ROCKMAN wrote:PHis work only predicted the future production of those geologic provinces that made up his study. He wasn't predicting US oil production rates...just of the fields he included in his analysis. Turns out he was rather accurate.
This is another thing you keep repeating lately, even though I posted excerpts from his paper in another thread pretty obviously showing he had his eye on the world, his '56 paper was titled
Nuclear Energy And The Fossil Fuels not Nukes and A Few Select Oil Wells. LOL
I just did a search of the paper at Resilience and came up with 41 instances of the word "world". Here from the introductory paragraphs:
To continue the navigation analogy, what we seem to have achieved is an abundance of detailed charts of local areas, with only an occasional attempt to construct, shall we say, a map of the whole world which, despite its inherent imperfections, is still necessary if we are to have even an approximate idea of where we are now, and where we are going.

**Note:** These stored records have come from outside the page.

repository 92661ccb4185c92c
mod helpers;
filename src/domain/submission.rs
use chrono::{DateTime, SecondsFormat, Utc};

use super::{Email, SubmitterName};

/// Raw field values as read from the page, before any validation.
#[derive(Debug)]
pub struct FormData {
    pub name: String,
    pub email: String,
}

#[derive(Debug, Clone, Copy, PartialEq, Eq)]
pub enum FormField {
    Name,
    Email,
}

#[derive(Debug, thiserror::Error)]
pub enum ValidationError {
    #[error("Please fill in all fields")]
    MissingField(FormField),
    #[error("Please enter a valid email address")]
    MalformedEmail,
}

impl ValidationError {
    /// Tag used in the `form_validation_error` analytics payload.
    pub fn field_tag(&self) -> &'static str {
        match self {
            ValidationError::MissingField(FormField::Name) => "name",
            ValidationError::MissingField(FormField::Email) => "email",
            ValidationError::MalformedEmail => "email_format",
        }
    }
}

#[derive(Debug)]
pub struct SubmissionInput {
    pub name: SubmitterName,
    pub email: Email,
}

impl TryFrom<FormData> for SubmissionInput {
    type Error = ValidationError;

    /// Validation order matters: both fields are checked for emptiness
    /// before the email shape, and the name wins when both are empty.
    fn try_from(value: FormData) -> Result<Self, Self::Error> {
        let name = SubmitterName::parse(value.name)
            .map_err(|_| ValidationError::MissingField(FormField::Name))?;
        let email = value.email.trim();
        if email.is_empty() {
            return Err(ValidationError::MissingField(FormField::Email));
        }
        let email =
            Email::parse(email.to_string()).map_err(|_| ValidationError::MalformedEmail)?;
        Ok(Self { name, email })
    }
}

/// The payload posted to the submission endpoint. Can only be built out of a
/// `SubmissionInput` that already passed validation.
#[derive(Debug)]
pub struct SubmissionRequest {
    name: SubmitterName,
    email: Email,
    timestamp: DateTime<Utc>,
}

impl SubmissionRequest {
    /// Consumes the validated input, stamping it with the current UTC time.
    pub fn new(input: SubmissionInput) -> Self {
        Self {
            name: input.name,
            email: input.email,
            timestamp: Utc::now(),
        }
    }

    pub fn name(&self) -> &str {
        self.name.as_ref()
    }

    pub fn email(&self) -> &str {
        self.email.as_ref()
    }

    /// ISO-8601 with millisecond precision and a `Z` suffix, e.g.
    /// `2026-08-29T12:34:56.789Z`.
    pub fn timestamp(&self) -> String {
        self.timestamp
            .to_rfc3339_opts(SecondsFormat::Millis, true)
    }
}
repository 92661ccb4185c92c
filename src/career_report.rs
//! Career-insight report built from r/AskEngineers discussions. This is the
//! content side of the signup funnel: the report is the source material for
//! the guide that subscribers are emailed.

use chrono::{DateTime, TimeZone, Utc};
use serde_json::Value;

use crate::reddit_client::{Post, RedditClient, RedditError, TopComment};

pub const SUBREDDIT: &str = "askengineers";
pub const SEARCH_TERM: &str = "Career";

// Top posts kept for readability; community comments only for the first few.
const REPORT_POST_LIMIT: usize = 30;
const TOP_COMMENT_LIMIT: usize = 10;
const SELFTEXT_PREVIEW_LINES: usize = 5;

pub struct CareerInsight {
    pub post: Post,
    pub top_comment: Option<TopComment>,
}

pub struct CareerReport {
    pub generated_at: DateTime<Utc>,
    pub insights: Vec<CareerInsight>,
}

/// Assembles a report out of search results, enriching the leading posts
/// with their top community comment. Rate limiting aborts the build; any
/// other comment-fetch failure just leaves that insight without a comment.
#[tracing::instrument(name = "Building career report", skip_all, fields(posts = posts.len()))]
pub async fn build_career_report(
    client: &RedditClient,
    posts: Vec<Post>,
) -> Result<CareerReport, RedditError> {
    let mut insights = Vec::new();
    for (index, post) in posts.into_iter().take(REPORT_POST_LIMIT).enumerate() {
        let top_comment = if index < TOP_COMMENT_LIMIT {
            match client.top_comment(SUBREDDIT, &post.id).await {
                Ok(comment) => comment,
                Err(RedditError::RateLimited) => return Err(RedditError::RateLimited),
                Err(error) => {
                    tracing::error!(
                        error.cause_chain = ?error,
                        error.message = %error,
                        "Failed to fetch the top comment. Skipping.",
                    );
                    None
                }
            }
        } else {
            None
        };
        insights.push(CareerInsight { post, top_comment });
    }
    Ok(CareerReport {
        generated_at: Utc::now(),
        insights,
    })
}

impl CareerReport {
    /// Student-facing plain-text rendition of the report.
    pub fn to_text(&self) -> String {
        let rule = "=".repeat(100);
        let divider = "-".repeat(100);
        let mut out = String::new();
        out.push_str(&format!("\n{}\n", rule));
        out.push_str("ENGINEERING CAREER INSIGHTS - From r/AskEngineers Community\n");
        out.push_str(&format!("{}\n", rule));
        out.push_str(&format!("Total Posts Analyzed: {}\n", self.insights.len()));
        out.push_str(&format!(
            "Generated: {}\n",
            self.generated_at.format("%Y-%m-%d %H:%M:%S")
        ));
        out.push_str("\nGOAL: Provide career guidance for engineering students\n");
        out.push_str(&format!("{}\n\n", rule));

        for (i, insight) in self.insights.iter().enumerate() {
            let post = &insight.post;
            let created = Utc
                .timestamp_opt(post.created_utc as i64, 0)
                .single()
                .map(|instant| instant.format("%b %d, %Y").to_string())
                .unwrap_or_else(|| "N/A".to_string());

            out.push_str(&format!("\n{}\n", divider));
            out.push_str(&format!("INSIGHT #{}: {}\n", i + 1, post.title));
            out.push_str(&format!("{}\n\n", divider));
            out.push_str(&format!("Posted by: u/{}\n", post.author));
            out.push_str(&format!(
                "Engagement: {} upvotes | {} comments\n",
                post.score, post.num_comments
            ));
            out.push_str(&format!("Date: {}\n", created));
            out.push_str(&format!("Link: https://reddit.com{}\n\n", post.permalink));

            if !post.selftext.is_empty() {
                let preview: Vec<&str> = post
                    .selftext
                    .lines()
                    .take(SELFTEXT_PREVIEW_LINES)
                    .collect();
                out.push_str("DISCUSSION:\n");
                out.push_str(&preview.join("\n"));
                out.push('\n');
                if post.selftext.chars().count() > 300 {
                    out.push_str("\n[...more content available at link above...]\n");
                }
            }

            if let Some(comment) = &insight.top_comment {
                out.push_str("\nTOP INSIGHT FROM COMMUNITY:\n");
                out.push_str(&format!(
                    "   By u/{} ({} upvotes)\n",
                    comment.author, comment.score
                ));
                out.push_str(&format!("   \"{}\"\n", comment.body));
            }
            out.push('\n');
        }

        out.push_str(&format!("\n{}\n", rule));
        out.push_str("STUDENT TAKEAWAYS\n");
        out.push_str(&format!("{}\n\n", rule));
        out.push_str(
            "1. CAREER GROWTH: Browse discussions about career transitions, skill development, and industry insights.\n\
             2. SALARY EXPECTATIONS: Find real-world salary ranges and compensation discussions from practicing engineers.\n\
             3. WORK-LIFE BALANCE: Read experiences about job satisfaction, workplace culture, and career satisfaction.\n\
             4. FIELD-SPECIFIC ADVICE: Learn from engineers in various specializations (ME, EE, Civil, etc).\n\
             5. DECISION-MAKING: Get insights to help decide your career path and specialization.\n\n",
        );
        out.push_str(
            "ACTION ITEMS FOR STUDENTS:\n\
             - Visit the full discussion threads (links above) for more detailed conversations\n\
             - Ask follow-up questions in the community threads\n\
             - Connect with engineers in your field of interest\n\
             - Use these insights to plan your internships and specializations\n\n",
        );
        out.push_str(&format!("{}\n", rule));
        out
    }

    /// The analyzed posts as JSON, for downstream processing.
    pub fn to_json(&self) -> Value {
        let posts: Vec<&Post> = self.insights.iter().map(|insight| &insight.post).collect();
        serde_json::to_value(posts).unwrap_or(Value::Null)
    }
}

I think it is pretty obvious he was looking at the large picture.
--
Moving down the list, I think we do have a pretty good idea about shale:
Again that's just my estimate based on the increases in TX and ND from the point they started to increase, no fancy modeling necessary. Regardless, I just don't see them drilling the EU like N Dakota or west Tx.

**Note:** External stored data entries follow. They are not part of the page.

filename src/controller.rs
use serde_json::json;

use crate::analytics::Analytics;
use crate::domain::{FormData, SubmissionInput, SubmissionRequest};
use crate::sheets_client::SheetsClient;

pub const SUCCESS_MESSAGE: &str = "✓ Success! Check your email for the PDF guide.";
pub const SUBMIT_ERROR_MESSAGE: &str = "✗ Error submitting form. Please try again.";

/// Style of the feedback region. The two styles are mutually exclusive by
/// construction: setting one replaces the other.
#[derive(Debug, Clone, Copy, PartialEq, Eq)]
pub enum MessageKind {
    Success,
    Error,
}

/// The page elements the controller depends on, captured once at
/// construction instead of being looked up on every call.
pub trait FormView {
    fn name_value(&self) -> String;
    fn email_value(&self) -> String;
    /// Resets both fields to empty strings.
    fn clear_fields(&mut self);
    /// Replaces the feedback region's text and style.
    fn set_feedback(&mut self, text: &str, kind: MessageKind);
    fn set_submit_enabled(&mut self, enabled: bool);
    /// Toggles the button between its static label and the loading
    /// indicator.
    fn set_loader_visible(&mut self, visible: bool);
}

/// Owns the validate/submit/feedback cycle of a single signup form.
///
/// Re-entrant per submit attempt: every attempt starts and ends with the
/// form idle, whatever the outcome.
pub struct SignupFormController<V: FormView> {
    view: V,
    client: SheetsClient,
    analytics: Analytics,
}

impl<V: FormView> SignupFormController<V> {
    pub fn new(view: V, client: SheetsClient, analytics: Analytics) -> Self {
        Self {
            view,
            client,
            analytics,
        }
    }

    /// Binds the controller once the page's structure is ready. Pages
    /// without the signup form get no controller.
    pub fn on_ready(form: Option<V>, client: SheetsClient, analytics: Analytics) -> Option<Self> {
        let view = form?;
        Some(Self::new(view, client, analytics))
    }

    /// Runs one full submit attempt. Validation failures are terminal: the
    /// loading state is never engaged and no request goes out. Otherwise the
    /// loading state is held for the whole round trip and cleared again on
    /// both the success and the failure path.
    #[tracing::instrument(name = "Handling signup form submit", skip_all)]
    pub async fn handle_submit(&mut self) {
        let raw = FormData {
            name: self.view.name_value(),
            email: self.view.email_value(),
        };
        let input = match SubmissionInput::try_from(raw) {
            Ok(input) => input,
            Err(error) => {
                self.show_message(&error.to_string(), MessageKind::Error);
                self.analytics
                    .track_event("form_validation_error", json!({ "field": error.field_tag() }));
                return;
            }
        };

        self.set_loading(true);
        self.analytics.track_event(
            "form_submit_start",
            json!({ "name": input.name.as_ref(), "email": input.email.as_ref() }),
        );

        let submission = SubmissionRequest::new(input);
        match self.client.submit(&submission).await {
            Ok(()) => {
                self.show_message(SUCCESS_MESSAGE, MessageKind::Success);
                self.analytics
                    .track_event("form_submit_success", json!({ "email": submission.email() }));
                self.view.clear_fields();
            }
            Err(error) => {
                tracing::error!(
                    error.cause_chain = ?error,
                    error.message = %error,
                    "Form submission failed",
                );
                self.show_message(SUBMIT_ERROR_MESSAGE, MessageKind::Error);
                self.analytics
                    .track_event("form_submit_error", json!({ "error": error.to_string() }));
            }
        }
        self.set_loading(false);
    }

    pub fn show_message(&mut self, text: &str, kind: MessageKind) {
        self.view.set_feedback(text, kind);
    }

    /// While loading the submit control is disabled and the loading
    /// indicator replaces the button label.
    pub fn set_loading(&mut self, is_loading: bool) {
        self.view.set_submit_enabled(!is_loading);
        self.view.set_loader_visible(is_loading);
    }
}
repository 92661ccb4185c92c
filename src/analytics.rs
use serde_json::Value;

/// Host-provided sink for analytics events: an event name plus a flat
/// key/value payload.
pub type AnalyticsHook = Box<dyn Fn(&str, Value) + Send + Sync>;

/// Best-effort event emission. Every event is logged locally; when a hook was
/// injected at construction it is forwarded as well. Emission can never fail
/// and never influences the submission flow.
pub struct Analytics {
    hook: Option<AnalyticsHook>,
}

impl Analytics {
    pub fn new(hook: Option<AnalyticsHook>) -> Self {
        Self { hook }
    }

    /// Local logging only, no forwarding.
    pub fn disabled() -> Self {
        Self { hook: None }
    }

    pub fn track_event(&self, name: &str, data: Value) {
        tracing::info!(event = name, data = %data, "analytics event");
        if let Some(hook) = &self.hook {
            hook(name, data);
        }
    }
}
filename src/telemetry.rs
use tracing::subscriber::set_global_default;
use tracing::Subscriber;
use tracing_bunyan_formatter::{BunyanFormattingLayer, JsonStorageLayer};
use tracing_log::LogTracer;
use tracing_subscriber::fmt::MakeWriter;
use tracing_subscriber::layer::SubscriberExt;
use tracing_subscriber::{EnvFilter, Registry};

pub fn get_subscriber<Sink>(
    name: String,
    env_filter: String,
    sink: Sink,
) -> impl Subscriber + Send + Sync
where
    Sink: for<'a> MakeWriter<'a> + Send + Sync + 'static,
{
    let env_filter =
        EnvFilter::try_from_default_env().unwrap_or_else(|_| EnvFilter::new(env_filter));
    let formatting_layer = BunyanFormattingLayer::new(name, sink);
    Registry::default()
        .with(env_filter)
        .with(JsonStorageLayer)
        .with(formatting_layer)
}

pub fn init_subscriber(subscriber: impl Subscriber + Send + Sync) {
    LogTracer::init().expect("Failed to set logger");
    set_global_default(subscriber).expect("Failed to set subscriber");
}
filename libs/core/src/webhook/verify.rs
//! Webhook authentication: signed-body verification and the subscription
//! challenge handshake.

use hmac::{Hmac, Mac};
use sha2::Sha256;
use subtle::ConstantTimeEq;

use crate::error::VerificationError;

type HmacSha256 = Hmac<Sha256>;

const SIGNATURE_PREFIX: &str = "sha256=";

/// Checks the `X-Hub-Signature-256` header value against the raw body.
///
/// `body` must be the exact bytes as received; re-serializing the JSON
/// first changes the byte sequence being hashed and breaks verification.
pub fn verify_signature(
    body: &[u8],
    signature: &str,
    app_secret: &str,
) -> Result<(), VerificationError> {
    let Some(received) = signature.strip_prefix(SIGNATURE_PREFIX) else {
        return Err(VerificationError::MalformedSignature);
    };
    let Ok(mut mac) = HmacSha256::new_from_slice(app_secret.as_bytes()) else {
        return Err(VerificationError::SignatureMismatch);
    };
    mac.update(body);
    let expected = hex::encode(mac.finalize().into_bytes());
    if bool::from(expected.as_bytes().ct_eq(received.as_bytes())) {
        Ok(())
    } else {
        Err(VerificationError::SignatureMismatch)
    }
}

/// Answers Meta's one-time subscription handshake (`hub.mode`,
/// `hub.verify_token`, `hub.challenge` query values).
///
/// On success the caller echoes the returned challenge as the response body.
pub fn verify_challenge<'a>(
    mode: &str,
    token: &str,
    challenge: &'a str,
    verify_token: &str,
) -> Result<&'a str, VerificationError> {
    if mode != "subscribe" {
        return Err(VerificationError::UnexpectedMode(mode.to_string()));
    }
    if token != verify_token {
        return Err(VerificationError::TokenMismatch);
    }
    Ok(challenge)
}

#[cfg(test)]
pub(crate) fn sign(body: &[u8], app_secret: &str) -> String {
    let mut mac = HmacSha256::new_from_slice(app_secret.as_bytes()).unwrap();
    mac.update(body);
    format!("{SIGNATURE_PREFIX}{}", hex::encode(mac.finalize().into_bytes()))
}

GOM is great but it too is as stagnant as most other regions:
As for bitumen and kerogen, etc, Of course they will add to the total, maybe a lot - in 50 years they may be 80% of production! But 25% of total production right now comes from 20 giant, conventional fields, all 50+ years old – the largest 500 supply 40% to the total. Those are what PO is about, I'm pretty sure strip mining Canada to steam off tar from sand will never make up for the loss of the old giants.
Personally I see the question less of the exact date of peak and more the shape of the curve. The plateau looks more and more like the peak, and the various Peak Oil Deniers (PODs) at the Ministry of Truth have performed a little Judo move by accepting it and spinning it as "Peak Demand" - they want us to believe that for some inexplicable reason we no longer want to drive SUVs or have full employment for that matter.

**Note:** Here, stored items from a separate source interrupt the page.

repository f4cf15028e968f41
//! Typed request and response payloads for the outbound Graph API surface.

use serde::{Deserialize, Serialize};

// --- Send-call response ---

#[derive(Debug, Clone, PartialEq, Eq, Deserialize)]
pub struct SentContact {
    pub input: String,
    pub wa_id: String,
}

#[derive(Debug, Clone, PartialEq, Eq, Deserialize)]
pub struct MessageId {
    pub id: String,
}

/// Response of `POST /{phone_number_id}/messages`.
#[derive(Debug, Clone, PartialEq, Eq, Deserialize)]
pub struct MessageResponse {
    pub messaging_product: String,
    pub contacts: Vec<SentContact>,
    pub messages: Vec<MessageId>,
}

// --- Contact cards ---

#[derive(Debug, Clone, PartialEq, Eq, Serialize)]
pub struct ContactName {
    pub formatted_name: String,
    #[serde(skip_serializing_if = "Option::is_none")]
    pub first_name: Option<String>,
    #[serde(skip_serializing_if = "Option::is_none")]
    pub last_name: Option<String>,
    #[serde(skip_serializing_if = "Option::is_none")]
    pub middle_name: Option<String>,
    #[serde(skip_serializing_if = "Option::is_none")]
    pub suffix: Option<String>,
    #[serde(skip_serializing_if = "Option::is_none")]
    pub prefix: Option<String>,
}

impl ContactName {
    pub fn new(formatted_name: impl Into<String>) -> Self {
        Self {
            formatted_name: formatted_name.into(),
            first_name: None,
            last_name: None,
            middle_name: None,
            suffix: None,
            prefix: None,
        }
    }
}

#[derive(Debug, Clone, PartialEq, Eq, Serialize)]
pub struct ContactPhone {
    pub phone: String,
    #[serde(rename = "type")]
    pub kind: String,
    #[serde(skip_serializing_if = "Option::is_none")]
    pub wa_id: Option<String>,
}

impl ContactPhone {
    pub fn new(phone: impl Into<String>) -> Self {
        Self {
            phone: phone.into(),
            kind: "CELL".into(),
            wa_id: None,
        }
    }
}

#[derive(Debug, Clone, PartialEq, Eq, Serialize)]
pub struct ContactEmail {
    pub email: String,
    #[serde(rename = "type")]
    pub kind: String,
}

impl ContactEmail {
    pub fn new(email: impl Into<String>) -> Self {
        Self {
            email: email.into(),
            kind: "WORK".into(),
        }
    }
}

#[derive(Debug, Clone, PartialEq, Eq, Serialize)]
pub struct ContactAddress {
    #[serde(skip_serializing_if = "Option::is_none")]
    pub street: Option<String>,
    #[serde(skip_serializing_if = "Option::is_none")]
    pub city: Option<String>,
    #[serde(skip_serializing_if = "Option::is_none")]
    pub state: Option<String>,
    #[serde(skip_serializing_if = "Option::is_none")]
    pub zip: Option<String>,
    #[serde(skip_serializing_if = "Option::is_none")]
    pub country: Option<String>,
    #[serde(skip_serializing_if = "Option::is_none")]
    pub country_code: Option<String>,
    #[serde(rename = "type")]
    pub kind: String,
}

impl Default for ContactAddress {
    fn default() -> Self {
        Self {
            street: None,
            city: None,
            state: None,
            zip: None,
            country: None,
            country_code: None,
            kind: "HOME".into(),
        }
    }
}

#[derive(Debug, Clone, PartialEq, Eq, Serialize)]
pub struct ContactUrl {
    pub url: String,
    #[serde(rename = "type")]
    pub kind: String,
}

impl ContactUrl {
    pub fn new(url: impl Into<String>) -> Self {
        Self {
            url: url.into(),
            kind: "WORK".into(),
        }
    }
}

#[derive(Debug, Clone, Default, PartialEq, Eq, Serialize)]
pub struct ContactOrg {
    #[serde(skip_serializing_if = "Option::is_none")]
    pub company: Option<String>,
    #[serde(skip_serializing_if = "Option::is_none")]
    pub department: Option<String>,
    #[serde(skip_serializing_if = "Option::is_none")]
    pub title: Option<String>,
}

/// A contact card sent with [`Client::send_contacts`](crate::Client::send_contacts).
#[derive(Debug, Clone, PartialEq, Eq, Serialize)]
pub struct ContactCard {
    pub name: ContactName,
    #[serde(skip_serializing_if = "Option::is_none")]
    pub phones: Option<Vec<ContactPhone>>,
    #[serde(skip_serializing_if = "Option::is_none")]
    pub emails: Option<Vec<ContactEmail>>,
    #[serde(skip_serializing_if = "Option::is_none")]
    pub addresses: Option<Vec<ContactAddress>>,
    #[serde(skip_serializing_if = "Option::is_none")]
    pub urls: Option<Vec<ContactUrl>>,
    #[serde(skip_serializing_if = "Option::is_none")]
    pub org: Option<ContactOrg>,
    #[serde(skip_serializing_if = "Option::is_none")]
    pub birthday: Option<String>,
}

impl ContactCard {
    pub fn new(name: ContactName) -> Self {
        Self {
            name,
            phones: None,
            emails: None,
            addresses: None,
            urls: None,
            org: None,
            birthday: None,
        }
    }
}

// --- Templates ---

#[derive(Debug, Clone, PartialEq, Eq, Serialize)]
pub struct MediaLink {
    pub link: String,
}

#[derive(Debug, Clone, PartialEq, Eq, Serialize)]
pub struct DocumentLink {
    pub link: String,
    #[serde(skip_serializing_if = "Option::is_none")]
    pub filename: Option<String>,
}

/// One parameter substituted into a template component.
#[derive(Debug, Clone, PartialEq, Eq, Serialize)]
#[serde(tag = "type", rename_all = "snake_case")]
pub enum TemplateParameter {
    Text { text: String },
    Image { image: MediaLink },
    Video { video: MediaLink },
    Document { document: DocumentLink },
}

impl TemplateParameter {
    pub fn text(text: impl Into<String>) -> Self {
        Self::Text { text: text.into() }
    }

    pub fn image(link: impl Into<String>) -> Self {
        Self::Image {
            image: MediaLink { link: link.into() },
        }
    }

    pub fn video(link: impl Into<String>) -> Self {
        Self::Video {
            video: MediaLink { link: link.into() },
        }
    }

    pub fn document(link: impl Into<String>, filename: Option<String>) -> Self {
        Self::Document {
            document: DocumentLink {
                link: link.into(),
                filename,
            },
        }
    }
}

#[derive(Debug, Clone, PartialEq, Eq, Serialize)]
#[serde(tag = "type", rename_all = "snake_case")]
pub enum TemplateComponent {
    Header {
        parameters: Vec<TemplateParameter>,
    },
    Body {
        parameters: Vec<TemplateParameter>,
    },
    Button {
        sub_type: String,
        // Graph expects the button index as a string.
        index: String,
        parameters: Vec<TemplateParameter>,
    },
}

impl TemplateComponent {
    pub fn button(
        sub_type: impl Into<String>,
        index: usize,
        parameters: Vec<TemplateParameter>,
    ) -> Self {
        Self::Button {
            sub_type: sub_type.into(),
            index: index.to_string(),
            parameters,
        }
    }
}

#[derive(Debug, Clone, PartialEq, Eq, Serialize)]
pub struct TemplateLanguage {
    pub code: String,
}

/// A pre-approved message template.
#[derive(Debug, Clone, PartialEq, Eq, Serialize)]
pub struct Template {
    pub name: String,
    pub language: TemplateLanguage,
    #[serde(skip_serializing_if = "Option::is_none")]
    pub components: Option<Vec<TemplateComponent>>,
}

impl Template {
    pub fn new(name: impl Into<String>, language_code: impl Into<String>) -> Self {
        Self {
            name: name.into(),
            language: TemplateLanguage {
                code: language_code.into(),
            },
            components: None,
        }
    }

    pub fn with_components(mut self, components: Vec<TemplateComponent>) -> Self {
        self.components = Some(components);
        self
    }
}

// --- Interactive sends ---

#[derive(Debug, Clone, PartialEq, Eq)]
pub struct ReplyButton {
    pub id: String,
    pub title: String,
}

#[derive(Debug, Clone, PartialEq, Eq)]
pub struct ListRow {
    pub id: String,
    pub title: String,
    pub description: Option<String>,
}

#[derive(Debug, Clone, PartialEq, Eq)]
pub struct ListSection {
    pub title: String,
    pub rows: Vec<ListRow>,
}

// --- Groups ---

#[derive(Debug, Clone, PartialEq, Eq, Deserialize)]
pub struct GroupParticipant {
    pub phone_number: String,
    pub admin: bool,
}

#[derive(Debug, Clone, PartialEq, Eq, Deserialize)]
pub struct GroupInfo {
    pub id: String,
    pub subject: String,
    pub owner: String,
    pub creation_timestamp: i64,
    pub participants: Vec<GroupParticipant>,
}

#[derive(Debug, Clone, PartialEq, Eq, Deserialize)]
pub struct GroupSummary {
    pub id: String,
    pub subject: String,
}

#[derive(Debug, Clone, PartialEq, Eq, Deserialize)]
pub struct GroupInviteLink {
    #[serde(rename = "invite_link")]
    pub link: String,
}

#[derive(Debug, Clone, PartialEq, Eq, Deserialize)]
pub struct GroupJoinRequest {
    pub phone_number: String,
    pub timestamp: String,
}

Regardless, the gist of the problem is (and has always been for me) the shape of the curve, is it a breaking wave or a receding tide? Or is it the IMF version where ever higher prices are needed to simply keep supply stationery?
.
The legitimate object of government, is to do for a community of people, whatever they need to have done, but can not do, at all, or can not, so well do, for themselves -- in their separate, and individual capacities.